A statement on the BeyGood website states:
“We recognize running your own business is difficult, no matter if you rent a booth, operate a salon, or work out of your home, each year, 25 $10,000 grants will be awarded to qualifying salon business owners in Atlanta, Chicago, Houston, Los Angeles, and New Jersey so they can continue their transformative impact in the community.”

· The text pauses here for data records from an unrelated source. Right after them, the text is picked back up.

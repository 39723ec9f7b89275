//! Shared types used across the appearance crates.

mod types;

pub use types::{
    AssetId, BakeRegion, LocalTextureSlot, ParamId, TextureQuality, Transform, UploadId,
};

pub fn crate_info() -> &'static str {
    "appearance-common v0.1.0"
}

=== Bread Of Life Inc. Houston ===
Beyoncé and Tina Knowles began a partnership with her hometown church Bread Of Life Ministries to provide support amidst the 2005 Hurricane Katrina and 2017 Hurricane Harvey natural disasters. On April 28, 2020, Beyoncé collaborated with fellow Houston artist Megan Thee Stallion on a remix to her song "Savage", and that night it was announced that the proceeds from both Beyoncé and Megan Thee Stallion's song contributions would help Bread Of Life create campaign #IDIDMYPART: a series of mobile COVID-19 drive-through testing sites in Houston, as "a response to the disproportionate deaths in African-American communities." Further collaborations with Matthew:25 Ministries, supermarket chain H-E-B, Frenchy's Chicken, and Procter & Gamble contributed masks, vitamins, hand sanitizer, cleaning supplies, gift-cards, food vouchers, and toiletry kits. This initiative expanded to Atlanta (in collaboration with entertainment executive Tyler Perry), Mississippi (in collaboration with actress Octavia Spencer), Detroit (Magic Johnson), and Seattle.